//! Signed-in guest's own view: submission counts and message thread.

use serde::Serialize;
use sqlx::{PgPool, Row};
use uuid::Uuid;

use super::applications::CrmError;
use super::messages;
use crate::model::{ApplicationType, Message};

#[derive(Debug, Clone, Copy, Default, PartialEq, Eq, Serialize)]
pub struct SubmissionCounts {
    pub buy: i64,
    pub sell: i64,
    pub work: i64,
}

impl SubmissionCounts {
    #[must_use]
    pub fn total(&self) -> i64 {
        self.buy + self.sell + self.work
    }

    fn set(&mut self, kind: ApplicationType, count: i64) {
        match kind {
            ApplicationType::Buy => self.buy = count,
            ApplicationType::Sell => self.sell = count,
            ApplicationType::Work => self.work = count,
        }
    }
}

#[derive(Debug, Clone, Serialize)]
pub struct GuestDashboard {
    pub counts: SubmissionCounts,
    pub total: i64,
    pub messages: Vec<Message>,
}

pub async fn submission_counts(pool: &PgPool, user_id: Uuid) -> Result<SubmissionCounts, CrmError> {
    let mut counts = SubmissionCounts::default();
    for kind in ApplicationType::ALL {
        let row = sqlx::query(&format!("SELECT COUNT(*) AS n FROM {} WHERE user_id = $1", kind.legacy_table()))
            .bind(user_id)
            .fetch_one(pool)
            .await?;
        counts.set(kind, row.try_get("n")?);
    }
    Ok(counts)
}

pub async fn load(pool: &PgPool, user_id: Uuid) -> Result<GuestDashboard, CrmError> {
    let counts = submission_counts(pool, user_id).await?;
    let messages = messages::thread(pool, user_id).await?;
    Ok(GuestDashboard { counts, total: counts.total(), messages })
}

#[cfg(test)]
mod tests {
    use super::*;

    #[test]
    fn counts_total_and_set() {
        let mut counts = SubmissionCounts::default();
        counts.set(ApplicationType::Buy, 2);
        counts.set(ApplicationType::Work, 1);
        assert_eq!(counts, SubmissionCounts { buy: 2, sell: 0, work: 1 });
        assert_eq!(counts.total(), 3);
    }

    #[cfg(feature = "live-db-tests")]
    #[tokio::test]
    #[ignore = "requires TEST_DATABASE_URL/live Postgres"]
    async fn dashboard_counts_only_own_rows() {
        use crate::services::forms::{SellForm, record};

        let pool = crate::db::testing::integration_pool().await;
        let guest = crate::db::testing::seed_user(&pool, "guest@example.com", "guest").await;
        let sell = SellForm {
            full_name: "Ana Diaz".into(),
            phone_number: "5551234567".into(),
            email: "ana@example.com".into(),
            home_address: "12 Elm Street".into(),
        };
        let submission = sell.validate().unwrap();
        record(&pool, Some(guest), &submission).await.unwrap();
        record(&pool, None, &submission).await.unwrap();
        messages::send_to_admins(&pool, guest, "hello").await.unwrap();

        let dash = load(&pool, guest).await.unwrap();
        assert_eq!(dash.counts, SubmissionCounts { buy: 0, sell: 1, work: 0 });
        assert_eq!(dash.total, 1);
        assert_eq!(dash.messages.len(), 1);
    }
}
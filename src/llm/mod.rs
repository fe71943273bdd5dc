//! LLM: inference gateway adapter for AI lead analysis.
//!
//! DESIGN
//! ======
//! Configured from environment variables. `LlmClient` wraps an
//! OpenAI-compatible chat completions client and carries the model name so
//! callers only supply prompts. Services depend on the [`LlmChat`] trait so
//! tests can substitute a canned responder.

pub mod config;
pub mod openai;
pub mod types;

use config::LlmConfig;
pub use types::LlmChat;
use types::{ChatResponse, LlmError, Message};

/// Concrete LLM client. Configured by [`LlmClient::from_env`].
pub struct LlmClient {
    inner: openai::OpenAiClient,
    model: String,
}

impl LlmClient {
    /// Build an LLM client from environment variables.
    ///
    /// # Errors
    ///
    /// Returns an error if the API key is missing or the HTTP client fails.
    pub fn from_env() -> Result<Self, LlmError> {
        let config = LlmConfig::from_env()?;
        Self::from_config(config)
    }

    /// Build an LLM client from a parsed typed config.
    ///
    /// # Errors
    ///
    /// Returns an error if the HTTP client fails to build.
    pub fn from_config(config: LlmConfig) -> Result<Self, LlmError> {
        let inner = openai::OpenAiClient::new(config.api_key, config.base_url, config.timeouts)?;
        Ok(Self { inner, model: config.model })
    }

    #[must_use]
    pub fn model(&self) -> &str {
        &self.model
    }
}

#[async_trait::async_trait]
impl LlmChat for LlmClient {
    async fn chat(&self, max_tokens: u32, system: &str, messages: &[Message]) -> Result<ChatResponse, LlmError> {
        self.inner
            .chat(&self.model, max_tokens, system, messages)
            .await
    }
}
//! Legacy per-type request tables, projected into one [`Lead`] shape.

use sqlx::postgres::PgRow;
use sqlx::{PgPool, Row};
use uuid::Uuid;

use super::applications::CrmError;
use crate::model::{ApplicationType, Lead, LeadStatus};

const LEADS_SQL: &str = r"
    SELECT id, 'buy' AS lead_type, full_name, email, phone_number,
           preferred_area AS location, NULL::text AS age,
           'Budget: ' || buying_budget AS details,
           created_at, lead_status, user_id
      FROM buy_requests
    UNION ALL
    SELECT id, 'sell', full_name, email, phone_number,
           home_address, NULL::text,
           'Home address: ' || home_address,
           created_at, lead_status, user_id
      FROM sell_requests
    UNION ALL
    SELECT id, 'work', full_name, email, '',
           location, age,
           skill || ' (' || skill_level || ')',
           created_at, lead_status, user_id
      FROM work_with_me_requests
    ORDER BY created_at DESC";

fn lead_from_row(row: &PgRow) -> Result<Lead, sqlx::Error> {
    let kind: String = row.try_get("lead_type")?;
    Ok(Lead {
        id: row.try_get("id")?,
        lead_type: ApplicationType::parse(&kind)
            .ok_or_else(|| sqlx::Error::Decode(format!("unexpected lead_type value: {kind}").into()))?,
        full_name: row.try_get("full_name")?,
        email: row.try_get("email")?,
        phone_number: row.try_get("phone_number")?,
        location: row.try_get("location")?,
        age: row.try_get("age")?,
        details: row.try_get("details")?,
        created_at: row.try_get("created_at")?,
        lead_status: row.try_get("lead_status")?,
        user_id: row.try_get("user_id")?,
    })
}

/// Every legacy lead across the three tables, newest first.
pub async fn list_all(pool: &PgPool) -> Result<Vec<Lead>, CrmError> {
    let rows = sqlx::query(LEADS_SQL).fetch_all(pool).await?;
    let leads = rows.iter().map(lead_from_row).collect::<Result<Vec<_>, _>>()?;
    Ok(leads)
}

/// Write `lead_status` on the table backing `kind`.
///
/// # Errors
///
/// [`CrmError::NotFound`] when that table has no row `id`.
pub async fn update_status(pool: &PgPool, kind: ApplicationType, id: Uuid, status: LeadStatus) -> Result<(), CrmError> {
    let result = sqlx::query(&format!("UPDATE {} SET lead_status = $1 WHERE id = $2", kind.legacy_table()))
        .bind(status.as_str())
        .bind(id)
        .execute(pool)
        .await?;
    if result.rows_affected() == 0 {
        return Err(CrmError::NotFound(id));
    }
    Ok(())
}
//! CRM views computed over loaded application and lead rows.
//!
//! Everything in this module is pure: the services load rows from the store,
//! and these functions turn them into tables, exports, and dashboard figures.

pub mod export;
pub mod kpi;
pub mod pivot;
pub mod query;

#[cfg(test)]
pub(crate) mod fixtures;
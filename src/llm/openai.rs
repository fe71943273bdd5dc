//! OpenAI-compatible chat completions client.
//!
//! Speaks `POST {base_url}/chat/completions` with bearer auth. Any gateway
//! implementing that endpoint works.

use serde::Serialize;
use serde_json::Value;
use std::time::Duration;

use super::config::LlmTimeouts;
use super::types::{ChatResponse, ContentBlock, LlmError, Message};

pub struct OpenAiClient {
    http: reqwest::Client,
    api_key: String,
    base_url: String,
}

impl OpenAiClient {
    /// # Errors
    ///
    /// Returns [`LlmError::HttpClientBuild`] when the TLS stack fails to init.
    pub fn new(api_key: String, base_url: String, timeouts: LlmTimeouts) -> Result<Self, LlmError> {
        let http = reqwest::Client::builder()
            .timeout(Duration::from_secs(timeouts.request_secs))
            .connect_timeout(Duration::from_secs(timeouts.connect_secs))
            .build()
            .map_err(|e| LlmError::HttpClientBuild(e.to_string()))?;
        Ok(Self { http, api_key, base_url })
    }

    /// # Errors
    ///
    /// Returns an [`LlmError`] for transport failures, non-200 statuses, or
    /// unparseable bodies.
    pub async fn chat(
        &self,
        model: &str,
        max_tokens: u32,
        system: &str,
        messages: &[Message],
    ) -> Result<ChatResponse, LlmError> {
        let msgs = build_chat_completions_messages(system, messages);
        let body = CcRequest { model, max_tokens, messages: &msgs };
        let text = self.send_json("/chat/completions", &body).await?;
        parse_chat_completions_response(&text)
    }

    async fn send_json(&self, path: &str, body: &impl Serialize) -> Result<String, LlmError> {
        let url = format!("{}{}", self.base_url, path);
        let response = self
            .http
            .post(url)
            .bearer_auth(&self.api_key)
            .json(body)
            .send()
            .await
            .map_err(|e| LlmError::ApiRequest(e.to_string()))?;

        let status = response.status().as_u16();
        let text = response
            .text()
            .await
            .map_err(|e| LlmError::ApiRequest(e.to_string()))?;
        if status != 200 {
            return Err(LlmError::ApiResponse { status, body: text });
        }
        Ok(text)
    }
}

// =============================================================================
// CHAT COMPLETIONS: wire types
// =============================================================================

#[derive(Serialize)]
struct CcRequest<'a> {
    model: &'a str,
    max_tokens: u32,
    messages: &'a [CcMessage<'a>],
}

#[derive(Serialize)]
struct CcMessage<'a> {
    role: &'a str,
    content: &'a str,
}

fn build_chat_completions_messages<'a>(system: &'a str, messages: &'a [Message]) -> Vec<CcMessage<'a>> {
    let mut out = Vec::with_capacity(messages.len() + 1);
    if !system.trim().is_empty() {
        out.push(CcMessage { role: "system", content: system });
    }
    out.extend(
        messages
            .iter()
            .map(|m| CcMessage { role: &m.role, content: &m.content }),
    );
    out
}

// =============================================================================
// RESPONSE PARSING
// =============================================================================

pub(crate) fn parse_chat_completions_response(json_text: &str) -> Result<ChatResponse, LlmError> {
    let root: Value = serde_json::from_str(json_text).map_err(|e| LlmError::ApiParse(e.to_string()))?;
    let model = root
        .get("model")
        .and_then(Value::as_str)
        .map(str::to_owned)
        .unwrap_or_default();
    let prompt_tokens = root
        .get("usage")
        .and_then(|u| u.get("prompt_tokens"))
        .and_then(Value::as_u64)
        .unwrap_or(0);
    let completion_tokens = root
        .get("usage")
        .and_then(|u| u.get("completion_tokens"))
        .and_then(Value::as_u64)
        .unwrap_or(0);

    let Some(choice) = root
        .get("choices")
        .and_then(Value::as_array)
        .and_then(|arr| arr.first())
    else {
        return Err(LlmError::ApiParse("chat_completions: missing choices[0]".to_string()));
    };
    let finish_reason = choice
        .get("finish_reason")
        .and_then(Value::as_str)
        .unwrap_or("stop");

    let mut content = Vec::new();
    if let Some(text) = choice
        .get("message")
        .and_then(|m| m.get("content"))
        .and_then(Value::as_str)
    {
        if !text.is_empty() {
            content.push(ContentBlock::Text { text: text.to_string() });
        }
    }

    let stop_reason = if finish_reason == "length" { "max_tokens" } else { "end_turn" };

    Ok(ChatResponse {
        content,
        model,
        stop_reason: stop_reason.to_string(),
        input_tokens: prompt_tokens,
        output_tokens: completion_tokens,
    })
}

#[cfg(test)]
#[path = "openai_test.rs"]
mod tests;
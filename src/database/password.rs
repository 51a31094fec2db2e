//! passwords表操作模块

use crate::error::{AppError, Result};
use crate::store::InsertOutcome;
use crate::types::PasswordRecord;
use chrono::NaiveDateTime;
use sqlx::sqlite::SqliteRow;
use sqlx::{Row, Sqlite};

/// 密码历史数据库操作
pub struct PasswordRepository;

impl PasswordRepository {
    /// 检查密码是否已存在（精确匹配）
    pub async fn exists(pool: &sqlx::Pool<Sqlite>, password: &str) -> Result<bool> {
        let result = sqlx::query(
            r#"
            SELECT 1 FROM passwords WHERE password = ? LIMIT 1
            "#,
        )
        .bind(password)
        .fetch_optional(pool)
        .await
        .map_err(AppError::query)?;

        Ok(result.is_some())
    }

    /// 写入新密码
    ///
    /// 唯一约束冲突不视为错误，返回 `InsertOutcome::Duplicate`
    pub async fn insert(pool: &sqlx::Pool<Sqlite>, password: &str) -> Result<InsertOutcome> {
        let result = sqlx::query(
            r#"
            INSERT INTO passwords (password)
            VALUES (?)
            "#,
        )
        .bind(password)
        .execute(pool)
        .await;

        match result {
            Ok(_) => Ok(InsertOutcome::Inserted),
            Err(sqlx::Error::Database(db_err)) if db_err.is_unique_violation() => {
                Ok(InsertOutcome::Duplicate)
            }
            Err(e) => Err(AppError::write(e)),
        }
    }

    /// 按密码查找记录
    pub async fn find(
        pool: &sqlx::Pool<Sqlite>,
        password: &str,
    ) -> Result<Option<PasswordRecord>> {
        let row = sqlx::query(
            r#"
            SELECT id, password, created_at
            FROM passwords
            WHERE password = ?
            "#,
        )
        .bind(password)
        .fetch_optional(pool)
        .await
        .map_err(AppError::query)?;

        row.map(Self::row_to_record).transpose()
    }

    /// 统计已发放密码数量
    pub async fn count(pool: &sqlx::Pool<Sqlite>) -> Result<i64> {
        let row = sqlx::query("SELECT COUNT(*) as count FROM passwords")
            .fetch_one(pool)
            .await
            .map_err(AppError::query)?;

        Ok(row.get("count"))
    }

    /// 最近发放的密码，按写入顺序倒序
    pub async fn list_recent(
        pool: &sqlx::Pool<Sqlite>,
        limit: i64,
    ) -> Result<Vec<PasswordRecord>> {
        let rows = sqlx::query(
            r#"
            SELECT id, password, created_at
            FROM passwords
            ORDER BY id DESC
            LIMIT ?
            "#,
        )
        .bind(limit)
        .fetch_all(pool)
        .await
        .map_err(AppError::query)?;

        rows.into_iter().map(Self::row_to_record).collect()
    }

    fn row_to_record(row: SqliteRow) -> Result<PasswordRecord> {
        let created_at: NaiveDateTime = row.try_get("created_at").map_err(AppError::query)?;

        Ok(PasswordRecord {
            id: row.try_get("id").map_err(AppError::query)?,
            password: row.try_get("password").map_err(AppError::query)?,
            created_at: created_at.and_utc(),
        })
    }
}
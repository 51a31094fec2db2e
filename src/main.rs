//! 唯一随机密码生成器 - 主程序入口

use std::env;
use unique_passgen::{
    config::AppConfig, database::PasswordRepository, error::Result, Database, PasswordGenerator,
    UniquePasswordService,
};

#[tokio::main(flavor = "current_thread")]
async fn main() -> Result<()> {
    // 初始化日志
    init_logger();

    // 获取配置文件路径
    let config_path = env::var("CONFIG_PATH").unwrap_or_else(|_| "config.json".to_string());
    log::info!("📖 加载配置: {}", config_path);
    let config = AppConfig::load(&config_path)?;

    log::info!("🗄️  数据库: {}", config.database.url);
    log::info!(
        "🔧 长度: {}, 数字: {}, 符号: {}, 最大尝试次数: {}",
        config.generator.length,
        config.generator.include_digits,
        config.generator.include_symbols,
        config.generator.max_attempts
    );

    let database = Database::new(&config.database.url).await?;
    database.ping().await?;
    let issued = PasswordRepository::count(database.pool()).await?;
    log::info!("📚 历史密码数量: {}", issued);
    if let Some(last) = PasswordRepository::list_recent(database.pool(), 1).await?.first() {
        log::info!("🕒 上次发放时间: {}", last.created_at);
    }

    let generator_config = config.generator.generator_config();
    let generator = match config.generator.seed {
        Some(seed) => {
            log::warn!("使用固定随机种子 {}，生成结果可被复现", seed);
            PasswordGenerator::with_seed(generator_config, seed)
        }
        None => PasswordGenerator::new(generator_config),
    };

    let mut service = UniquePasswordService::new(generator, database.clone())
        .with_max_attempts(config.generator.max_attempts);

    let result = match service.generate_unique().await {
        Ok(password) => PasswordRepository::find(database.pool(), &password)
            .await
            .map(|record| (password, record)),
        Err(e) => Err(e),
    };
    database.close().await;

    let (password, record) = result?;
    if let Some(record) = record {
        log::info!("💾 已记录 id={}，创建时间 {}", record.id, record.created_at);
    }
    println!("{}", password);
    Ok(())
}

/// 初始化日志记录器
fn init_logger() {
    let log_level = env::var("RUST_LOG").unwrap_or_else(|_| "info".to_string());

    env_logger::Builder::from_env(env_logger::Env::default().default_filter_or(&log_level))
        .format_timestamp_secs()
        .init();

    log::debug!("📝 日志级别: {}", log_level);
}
◆ ◆ ◆ ◆
▸ Your objective
Out of the material above, gather each line where "collect" appears.

▸ The completed task
    let leads = rows.iter().map(lead_from_row).collect::<Result<Vec<_>, _>>()?;
        rows.into_iter().map(Self::row_to_record).collect()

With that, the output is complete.